Task description | Please quote exactly the opening lines of the data, from the first line to the one where "what was loaded" appears.

Provided information START

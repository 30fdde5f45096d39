//! # Demo Feature
//!
//! Replaces all stored data with a sample family so the dashboard and
//! scheduler have something to show.
//!
//! - **Version**: 1.0.0
//! - **Since**: 0.3.0
//! - **Toggleable**: true

use anyhow::Result;
use chrono::NaiveDate;
use log::info;
use serde::Deserialize;

use crate::core::{Document, DocumentType, Person, Role, WorkflowStatus};
use crate::database::Database;

const DEMO_FAMILY: &str = include_str!("../../../fixtures/demo_family.yaml");

#[derive(Debug, Deserialize)]
struct DemoFamily {
    people: Vec<DemoPerson>,
}

#[derive(Debug, Deserialize)]
struct DemoPerson {
    name: String,
    role: Role,
    birth_date: NaiveDate,
    #[serde(default)]
    documents: Vec<DemoDocument>,
}

#[derive(Debug, Deserialize)]
struct DemoDocument {
    #[serde(rename = "type")]
    doc_type: DocumentType,
    country: String,
    number: String,
    issue_date: Option<NaiveDate>,
    expiry_date: Option<NaiveDate>,
    #[serde(default = "default_status")]
    status: WorkflowStatus,
    submission_date: Option<NaiveDate>,
    processing_estimate: Option<String>,
}

fn default_status() -> WorkflowStatus {
    WorkflowStatus::Current
}

/// Counts of what was loaded
#[derive(Debug, Clone, Copy, PartialEq, Eq)]
pub struct DemoLoad {
    pub people: usize,
    pub documents: usize,
}

/// Clear the store and insert the demo family
pub async fn load_demo_data(db: &Database) -> Result<DemoLoad> {
    let family: DemoFamily = serde_yaml::from_str(DEMO_FAMILY)?;

    db.clear_all_data().await?;

    let mut loaded = DemoLoad {
        people: 0,
        documents: 0,
    };
    for demo in family.people {
        let holder_id = db
            .add_person(&Person::new(demo.name, demo.role, demo.birth_date))
            .await?;
        loaded.people += 1;

        for doc in demo.documents {
            let mut document = Document::new(
                holder_id,
                doc.doc_type,
                doc.country,
                doc.number,
                doc.expiry_date,
            );
            document.issue_date = doc.issue_date;
            document.status = doc.status;
            document.submission_date = doc.submission_date;
            document.processing_estimate = doc.processing_estimate;
            db.add_document(&document).await?;
            loaded.documents += 1;
        }
    }

    info!(
        "Loaded demo family: {} people, {} documents",
        loaded.people, loaded.documents
    );
    Ok(loaded)
}
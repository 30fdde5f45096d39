//! # Document number encryption at rest
//!
//! Document numbers are the only sensitive column in the store. They are
//! sealed with **AES-256-GCM** under the key from `ENCRYPTION_KEY` (64 hex
//! chars) and a fresh random 12-byte nonce per write.
//!
//! Stored form: `hex(nonce) ":" hex(ciphertext)`. An empty number is stored as
//! an empty string.
//!
//! - **Version**: 1.0.0
//! - **Since**: 0.2.0

use aes_gcm::{
    aead::{Aead, KeyInit},
    Aes256Gcm, Nonce,
};
use anyhow::{anyhow, Result};

const NONCE_LEN: usize = 12;

#[derive(Clone)]
pub struct DocumentCipher {
    cipher: Aes256Gcm,
}

impl std::fmt::Debug for DocumentCipher {
    fn fmt(&self, f: &mut std::fmt::Formatter<'_>) -> std::fmt::Result {
        f.write_str("DocumentCipher(..)")
    }
}

impl DocumentCipher {
    /// Build from a 64 hex-char key
    pub fn from_hex_key(hex_key: &str) -> Result<Self> {
        let bytes = hex::decode(hex_key.trim())
            .map_err(|e| anyhow!("Invalid ENCRYPTION_KEY hex: {}", e))?;
        if bytes.len() != 32 {
            return Err(anyhow!(
                "ENCRYPTION_KEY must be 64 hex chars (32 bytes), got {} bytes",
                bytes.len()
            ));
        }
        let cipher = Aes256Gcm::new_from_slice(&bytes)
            .map_err(|e| anyhow!("Failed to create cipher: {}", e))?;
        Ok(Self { cipher })
    }

    pub fn encrypt(&self, plaintext: &str) -> Result<String> {
        if plaintext.is_empty() {
            return Ok(String::new());
        }

        let nonce_bytes: [u8; NONCE_LEN] = rand::random();
        let nonce = Nonce::from_slice(&nonce_bytes);
        let ciphertext = self
            .cipher
            .encrypt(nonce, plaintext.as_bytes())
            .map_err(|e| anyhow!("Encryption failed: {}", e))?;

        Ok(format!("{}:{}", hex::encode(nonce_bytes), hex::encode(ciphertext)))
    }

    pub fn decrypt(&self, stored: &str) -> Result<String> {
        if stored.is_empty() {
            return Ok(String::new());
        }

        let (nonce_hex, body_hex) = stored
            .split_once(':')
            .ok_or_else(|| anyhow!("Malformed encrypted value"))?;
        let nonce_bytes = hex::decode(nonce_hex).map_err(|e| anyhow!("Invalid nonce hex: {}", e))?;
        if nonce_bytes.len() != NONCE_LEN {
            return Err(anyhow!("Invalid nonce length: {}", nonce_bytes.len()));
        }
        let body = hex::decode(body_hex).map_err(|e| anyhow!("Invalid ciphertext hex: {}", e))?;

        let plaintext = self
            .cipher
            .decrypt(Nonce::from_slice(&nonce_bytes), body.as_ref())
            .map_err(|e| anyhow!("Decryption failed: {}", e))?;

        String::from_utf8(plaintext).map_err(|e| anyhow!("Decrypted value is not UTF-8: {}", e))
    }
}

#[cfg(test)]
mod tests {
    use super::*;

    const KEY: &str = "000102030405060708090a0b0c0d0e0f101112131415161718191a1b1c1d1e1f";
    const OTHER_KEY: &str = "ff0102030405060708090a0b0c0d0e0f101112131415161718191a1b1c1d1e1f";

    #[test]
    fn test_encrypt_then_decrypt() {
        let cipher = DocumentCipher::from_hex_key(KEY).unwrap();
        let stored = cipher.encrypt("AB1234567").unwrap();
        assert!(!stored.contains("AB1234567"));
        assert_eq!(cipher.decrypt(&stored).unwrap(), "AB1234567");
    }

    #[test]
    fn test_fresh_nonce_per_write() {
        let cipher = DocumentCipher::from_hex_key(KEY).unwrap();
        let a = cipher.encrypt("123456789").unwrap();
        let b = cipher.encrypt("123456789").unwrap();
        assert_ne!(a, b);
    }

    #[test]
    fn test_empty_stays_empty() {
        let cipher = DocumentCipher::from_hex_key(KEY).unwrap();
        assert_eq!(cipher.encrypt("").unwrap(), "");
        assert_eq!(cipher.decrypt("").unwrap(), "");
    }

    #[test]
    fn test_wrong_key_fails() {
        let stored = DocumentCipher::from_hex_key(KEY).unwrap().encrypt("D1234567").unwrap();
        let other = DocumentCipher::from_hex_key(OTHER_KEY).unwrap();
        assert!(other.decrypt(&stored).is_err());
    }

    #[test]
    fn test_bad_keys_rejected() {
        assert!(DocumentCipher::from_hex_key("not-hex").is_err());
        assert!(DocumentCipher::from_hex_key("abcd").is_err());
    }

    #[test]
    fn test_malformed_stored_value() {
        let cipher = DocumentCipher::from_hex_key(KEY).unwrap();
        assert!(cipher.decrypt("plaintext").is_err());
        assert!(cipher.decrypt("00:zz").is_err());
    }
}
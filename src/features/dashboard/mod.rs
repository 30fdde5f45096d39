//! # Dashboard Feature
//!
//! Groups tracked documents by urgency for the overview screen.
//!
//! - **Version**: 1.0.0
//! - **Since**: 0.2.0
//! - **Toggleable**: false

use anyhow::Result;
use chrono::NaiveDate;

use crate::database::{Database, TrackedDocument};
use crate::features::expiry::UrgencyTier;

#[derive(Debug, Clone, Default)]
pub struct DashboardSummary {
    pub people_count: usize,
    pub document_count: usize,
    /// Critical tier, including expired
    pub urgent: Vec<TrackedDocument>,
    /// Act Now and Plan Renewal
    pub needs_attention: Vec<TrackedDocument>,
    /// Safe, or no expiry date yet
    pub current: Vec<TrackedDocument>,
}

impl DashboardSummary {
    pub fn build(people_count: usize, tracked: Vec<TrackedDocument>) -> Self {
        let mut summary = DashboardSummary {
            people_count,
            document_count: tracked.len(),
            ..Default::default()
        };

        for doc in tracked {
            match doc.status.tier() {
                Some(UrgencyTier::Critical) => summary.urgent.push(doc),
                Some(UrgencyTier::ActNow) | Some(UrgencyTier::PlanRenewal) => {
                    summary.needs_attention.push(doc)
                }
                Some(UrgencyTier::Safe) | None => summary.current.push(doc),
            }
        }
        summary
    }

    pub async fn load(db: &Database, today: NaiveDate) -> Result<Self> {
        let people_count = db.get_people().await?.len();
        let tracked = db.get_tracked_documents(today).await?;
        Ok(Self::build(people_count, tracked))
    }

    pub fn is_empty(&self) -> bool {
        self.document_count == 0
    }
}
use std::sync::Arc;

use tokio::sync::{mpsc, Semaphore};
use tokio::task::{JoinError, JoinHandle, JoinSet};
use tracing::{debug, error, info, warn};

use crate::driver::{Outcome, Pipeline, PipelineError};
use crate::RawEmail;

struct PipelineJob {
    digest: String,
    raw: RawEmail,
}

type JobResult = (String, Result<Outcome, PipelineError>);

#[derive(Debug, thiserror::Error)]
#[error("pipeline queue is closed")]
pub struct QueueClosed;

/// Cloneable handle used by the HTTP boundary to enqueue accepted emails.
#[derive(Clone)]
pub struct PipelineSubmitter {
    sender: mpsc::Sender<PipelineJob>,
}

impl PipelineSubmitter {
    /// Waits for queue space when the queue is full.
    pub async fn submit(&self, digest: String, raw: RawEmail) -> Result<(), QueueClosed> {
        self.sender
            .send(PipelineJob { digest, raw })
            .await
            .map_err(|_| QueueClosed)
    }
}

/// Supervised background runner for freshly accepted emails.
///
/// Jobs flow through a bounded channel into a supervisor that spawns one task
/// per email, never more than `max_in_flight` at a time, and observes every
/// task's result.
pub struct PipelineQueue {
    submitter: PipelineSubmitter,
    supervisor: JoinHandle<()>,
}

impl PipelineQueue {
    pub fn start(pipeline: Arc<Pipeline>, capacity: usize, max_in_flight: usize) -> Self {
        let (sender, receiver) = mpsc::channel(capacity.max(1));
        let limiter = Arc::new(Semaphore::new(max_in_flight.max(1)));
        let supervisor = tokio::spawn(supervise(pipeline, receiver, limiter));
        info!(
            "pipeline queue started: capacity={}, max_in_flight={}",
            capacity, max_in_flight
        );
        Self {
            submitter: PipelineSubmitter { sender },
            supervisor,
        }
    }

    pub fn submitter(&self) -> PipelineSubmitter {
        self.submitter.clone()
    }

    /// Stops accepting work and waits for in-flight emails to finish.
    ///
    /// Every submitter clone must be dropped first or this waits forever.
    pub async fn shutdown(self) {
        drop(self.submitter);
        if let Err(err) = self.supervisor.await {
            error!("pipeline supervisor ended abnormally: {}", err);
        }
        info!("pipeline queue drained");
    }
}

async fn supervise(
    pipeline: Arc<Pipeline>,
    mut receiver: mpsc::Receiver<PipelineJob>,
    limiter: Arc<Semaphore>,
) {
    let mut tasks: JoinSet<JobResult> = JoinSet::new();
    loop {
        tokio::select! {
            job = receiver.recv() => {
                let Some(job) = job else { break };
                let permit = match limiter.clone().acquire_owned().await {
                    Ok(permit) => permit,
                    Err(_) => {
                        error!("[{}] pipeline limiter closed, dropping job", job.digest);
                        break;
                    }
                };
                let pipeline = pipeline.clone();
                tasks.spawn(async move {
                    let _permit = permit;
                    let result = pipeline.handle_new_email(&job.digest, &job.raw, true).await;
                    (job.digest, result)
                });
            }
            Some(joined) = tasks.join_next(), if !tasks.is_empty() => observe(joined),
        }
    }

    while let Some(joined) = tasks.join_next().await {
        observe(joined);
    }
}

fn observe(joined: Result<JobResult, JoinError>) {
    match joined {
        Ok((digest, Ok(outcome))) => debug!("[{}] pipeline task finished: {:?}", digest, outcome),
        Ok((digest, Err(err))) => warn!("[{}] pipeline task failed, marker kept: {}", digest, err),
        Err(err) if err.is_panic() => error!("pipeline task panicked: {}", err),
        Err(err) => warn!("pipeline task cancelled: {}", err),
    }
}
//! Agent handlers invoked by the dispatcher.

mod faq;
mod forwarding;
mod reply_formatter;

use std::io;
use std::path::PathBuf;
use std::sync::Arc;

use async_trait::async_trait;
use send_emails_module::SendEmailError;

use crate::completion::CompletionError;
use crate::context::ServiceContext;
use crate::normalize::CanonicalEmail;

pub use faq::{FaqData, FaqEntry, FaqSupervision};
pub use forwarding::{find_verification_token, DEFAULT_VERIFICATION_BASE_URL};

/// Subject prefix of FAQ answers awaiting review.
pub const SUPERVISION_SUBJECT_FLAG: &str = "[SUPERVISION TASK]";

#[derive(Debug, thiserror::Error)]
pub enum HandlerError {
    #[error("no forwarding verification link in email body")]
    MissingVerificationLink,
    #[error("could not determine who requested forwarding")]
    MissingRequester,
    #[error("forwarding verification returned status {0}")]
    VerificationRejected(u16),
    #[error("faq data {path} could not be read: {source}")]
    FaqData {
        path: PathBuf,
        #[source]
        source: io::Error,
    },
    #[error("faq data {path} is invalid: {source}")]
    InvalidFaqData {
        path: PathBuf,
        #[source]
        source: toml::de::Error,
    },
    #[error("model did not return a question list: {0}")]
    InvalidQuestionList(String),
    #[error(transparent)]
    Completion(#[from] CompletionError),
    #[error(transparent)]
    Send(#[from] SendEmailError),
    #[error("http request failed: {0}")]
    Http(#[from] reqwest::Error),
}

#[async_trait]
pub trait EmailHandlers: Send + Sync {
    async fn verify_forwarding(&self, email: &CanonicalEmail) -> Result<(), HandlerError>;
    async fn respond_to_faq(&self, email: &CanonicalEmail) -> Result<(), HandlerError>;
    async fn format_reply(&self, email: &CanonicalEmail) -> Result<(), HandlerError>;
}

/// Production handlers backed by the shared [`ServiceContext`].
pub struct AgentHandlers {
    context: Arc<ServiceContext>,
    faq_dir: PathBuf,
    supervision: FaqSupervision,
    verification_base_url: String,
}

impl AgentHandlers {
    pub fn new(context: Arc<ServiceContext>, faq_dir: impl Into<PathBuf>) -> Self {
        Self {
            context,
            faq_dir: faq_dir.into(),
            supervision: FaqSupervision::default(),
            verification_base_url: DEFAULT_VERIFICATION_BASE_URL.to_string(),
        }
    }

    pub fn with_supervision(mut self, supervision: FaqSupervision) -> Self {
        self.supervision = supervision;
        self
    }

    /// Points forwarding confirmations somewhere other than Gmail.
    pub fn with_verification_base_url(mut self, base_url: impl Into<String>) -> Self {
        self.verification_base_url = base_url.into().trim_end_matches('/').to_string();
        self
    }
}

#[async_trait]
impl EmailHandlers for AgentHandlers {
    async fn verify_forwarding(&self, email: &CanonicalEmail) -> Result<(), HandlerError> {
        forwarding::verify_forwarding(&self.context, &self.verification_base_url, email).await
    }

    async fn respond_to_faq(&self, email: &CanonicalEmail) -> Result<(), HandlerError> {
        faq::respond_to_faq(&self.context, &self.faq_dir, &self.supervision, email).await
    }

    async fn format_reply(&self, email: &CanonicalEmail) -> Result<(), HandlerError> {
        reply_formatter::format_reply(&self.context, email).await
    }
}

/// `Re:` subject for a reply, without stacking prefixes.
pub(crate) fn reply_subject(subject: &str) -> String {
    let trimmed = subject.trim();
    if trimmed.is_empty() {
        return "Re: your email".to_string();
    }
    if trimmed
        .get(..3)
        .is_some_and(|prefix| prefix.eq_ignore_ascii_case("re:"))
    {
        trimmed.to_string()
    } else {
        format!("Re: {}", trimmed)
    }
}

pub(crate) fn reply_reference(email: &CanonicalEmail) -> Option<String> {
    let message_id = email.message_id.trim();
    if message_id.is_empty() {
        None
    } else {
        Some(message_id.to_string())
    }
}
//! Pending-email ledger.
//!
//! One empty file per accepted-but-unfinished email, named by its digest.
//! Only existence matters: after an unclean shutdown the directory listing
//! is exactly the set of emails still owed a full run.

use std::io;
use std::path::{Path, PathBuf};

use tracing::{debug, warn};

use crate::content_store::{validate_digest, ContentStoreError};

#[derive(Debug, thiserror::Error)]
pub enum LedgerError {
    #[error("invalid marker digest: {0:?}")]
    InvalidDigest(String),
    #[error("no pending marker for digest {0}")]
    NotPending(String),
    #[error("pipeline ledger io error: {0}")]
    Io(#[from] io::Error),
}

#[derive(Debug, Clone)]
pub struct PipelineLedger {
    dir: PathBuf,
}

impl PipelineLedger {
    pub fn new(dir: impl Into<PathBuf>) -> Self {
        Self { dir: dir.into() }
    }

    pub fn dir(&self) -> &Path {
        &self.dir
    }

    pub fn path_for(&self, digest: &str) -> Result<PathBuf, LedgerError> {
        validate_digest(digest).map_err(|err| match err {
            ContentStoreError::InvalidDigest(value) => LedgerError::InvalidDigest(value),
            other => LedgerError::InvalidDigest(other.to_string()),
        })?;
        Ok(self.dir.join(digest))
    }

    pub async fn mark(&self, digest: &str) -> Result<(), LedgerError> {
        let path = self.path_for(digest)?;
        tokio::fs::create_dir_all(&self.dir).await?;
        tokio::fs::File::create(&path).await?;
        debug!("marked {} pending", digest);
        Ok(())
    }

    /// Clears a marker. Clearing one that is not there is an error.
    pub async fn unmark(&self, digest: &str) -> Result<(), LedgerError> {
        let path = self.path_for(digest)?;
        match tokio::fs::remove_file(&path).await {
            Ok(()) => {
                debug!("cleared pending marker {}", digest);
                Ok(())
            }
            Err(err) if err.kind() == io::ErrorKind::NotFound => {
                Err(LedgerError::NotPending(digest.to_string()))
            }
            Err(err) => Err(err.into()),
        }
    }

    pub async fn is_pending(&self, digest: &str) -> Result<bool, LedgerError> {
        let path = self.path_for(digest)?;
        Ok(tokio::fs::try_exists(&path).await?)
    }

    /// Digests with a marker. Files whose names are not digests are skipped.
    pub async fn list_pending(&self) -> Result<Vec<String>, LedgerError> {
        let mut entries = match tokio::fs::read_dir(&self.dir).await {
            Ok(entries) => entries,
            Err(err) if err.kind() == io::ErrorKind::NotFound => return Ok(Vec::new()),
            Err(err) => return Err(err.into()),
        };

        let mut pending = Vec::new();
        while let Some(entry) = entries.next_entry().await? {
            if !entry.file_type().await?.is_file() {
                continue;
            }
            let name = entry.file_name().to_string_lossy().into_owned();
            if validate_digest(&name).is_err() {
                if !name.starts_with('.') {
                    warn!("ignoring stray file in pipeline ledger: {}", name);
                }
                continue;
            }
            pending.push(name);
        }
        Ok(pending)
    }
}
use std::future::Future;
use std::net::{IpAddr, SocketAddr};
use std::sync::Arc;

use axum::body::Bytes;
use axum::extract::{DefaultBodyLimit, State};
use axum::http::StatusCode;
use axum::response::IntoResponse;
use axum::routing::{get, post};
use axum::{Json, Router};
use serde_json::{json, Value};
use tracing::{error, info, warn};

use crate::content_store::ContentStore;
use crate::context::ServiceContext;
use crate::driver::Pipeline;
use crate::pipeline_ledger::PipelineLedger;
use crate::RawEmail;

use super::config::ServiceConfig;
use super::state::AppState;
use super::worker::{PipelineQueue, PipelineSubmitter};
use super::BoxError;

const ACK_MESSAGE: &str = "Queued. Thank you.";

pub async fn run_server(
    config: ServiceConfig,
    shutdown: impl Future<Output = ()> + Send + 'static,
) -> Result<(), BoxError> {
    let context = Arc::new(ServiceContext::open(&config)?);
    let pipeline = Arc::new(Pipeline::from_config(&config, context.clone()));

    match pipeline.ledger().list_pending().await {
        Ok(pending) if !pending.is_empty() => warn!(
            "{} email(s) left pending by a previous run; `assistance rerun` replays them",
            pending.len()
        ),
        Ok(_) => {}
        Err(err) => warn!("could not list pending emails: {}", err),
    }

    let queue = PipelineQueue::start(
        pipeline.clone(),
        config.pipeline_queue_capacity,
        config.pipeline_max_in_flight,
    );
    let app = build_router(
        Arc::new(pipeline.store().clone()),
        Arc::new(pipeline.ledger().clone()),
        queue.submitter(),
        config.inbound_body_max_bytes,
    );

    let host: IpAddr = config
        .host
        .parse()
        .map_err(|_| format!("invalid host: {}", config.host))?;
    let addr = SocketAddr::new(host, config.port);
    info!("assistance email service listening on {}", addr);

    let listener = tokio::net::TcpListener::bind(addr).await?;
    let serve_result = axum::serve(listener, app)
        .with_graceful_shutdown(shutdown)
        .await;
    queue.shutdown().await;
    context.close();
    serve_result?;
    Ok(())
}

pub fn build_router(
    store: Arc<ContentStore>,
    ledger: Arc<PipelineLedger>,
    queue: PipelineSubmitter,
    body_limit: usize,
) -> Router {
    let state = AppState {
        store,
        ledger,
        queue,
    };
    Router::new()
        .route("/", get(health))
        .route("/health", get(health))
        .route("/email", post(receive_email))
        .with_state(state)
        .layer(DefaultBodyLimit::max(body_limit))
}

async fn health() -> impl IntoResponse {
    (StatusCode::OK, "ok")
}

/// Stores the payload, marks it pending and hands it to the worker queue.
async fn receive_email(State(state): State<AppState>, body: Bytes) -> impl IntoResponse {
    let raw: RawEmail = match serde_json::from_slice::<Value>(&body) {
        Ok(Value::Object(map)) => map.into_iter().collect(),
        Ok(_) | Err(_) => {
            return (StatusCode::BAD_REQUEST, Json(json!({"status": "bad_json"})));
        }
    };

    let digest = match state.store.put(&raw).await {
        Ok(digest) => digest,
        Err(err) => {
            error!("failed to store inbound email: {}", err);
            return (
                StatusCode::INTERNAL_SERVER_ERROR,
                Json(json!({"status": "store_failed"})),
            );
        }
    };
    if let Err(err) = state.ledger.mark(&digest).await {
        error!("[{}] failed to mark inbound email pending: {}", digest, err);
        return (
            StatusCode::INTERNAL_SERVER_ERROR,
            Json(json!({"status": "store_failed"})),
        );
    }
    info!("[{}] inbound email stored", digest);

    // The marker is on disk, so a rerun recovers the email even if queuing fails.
    if let Err(err) = state.queue.submit(digest.clone(), raw).await {
        error!("[{}] could not queue email: {}", digest, err);
    }

    (StatusCode::OK, Json(json!({"message": ACK_MESSAGE})))
}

Provided information END

Response for this exercise |
repository 30fdde5f45096d39
//! # Demo Feature
//!
//! Replaces all stored data with a sample family so the dashboard and
//! scheduler have something to show.
//!
//! - **Version**: 1.0.0
//! - **Since**: 0.3.0
//! - **Toggleable**: true

use anyhow::Result;
use chrono::NaiveDate;
use log::info;
use serde::Deserialize;

use crate::core::{Document, DocumentType, Person, Role, WorkflowStatus};
use crate::database::Database;

const DEMO_FAMILY: &str = include_str!("../../../fixtures/demo_family.yaml");

#[derive(Debug, Deserialize)]
struct DemoFamily {
    people: Vec<DemoPerson>,
}

#[derive(Debug, Deserialize)]
struct DemoPerson {
    name: String,
    role: Role,
    birth_date: NaiveDate,
    #[serde(default)]
    documents: Vec<DemoDocument>,
}

#[derive(Debug, Deserialize)]
struct DemoDocument {
    #[serde(rename = "type")]
    doc_type: DocumentType,
    country: String,
    number: String,
    issue_date: Option<NaiveDate>,
    expiry_date: Option<NaiveDate>,
    #[serde(default = "default_status")]
    status: WorkflowStatus,
    submission_date: Option<NaiveDate>,
    processing_estimate: Option<String>,
}

fn default_status() -> WorkflowStatus {
    WorkflowStatus::Current
}

/// Counts of what was loaded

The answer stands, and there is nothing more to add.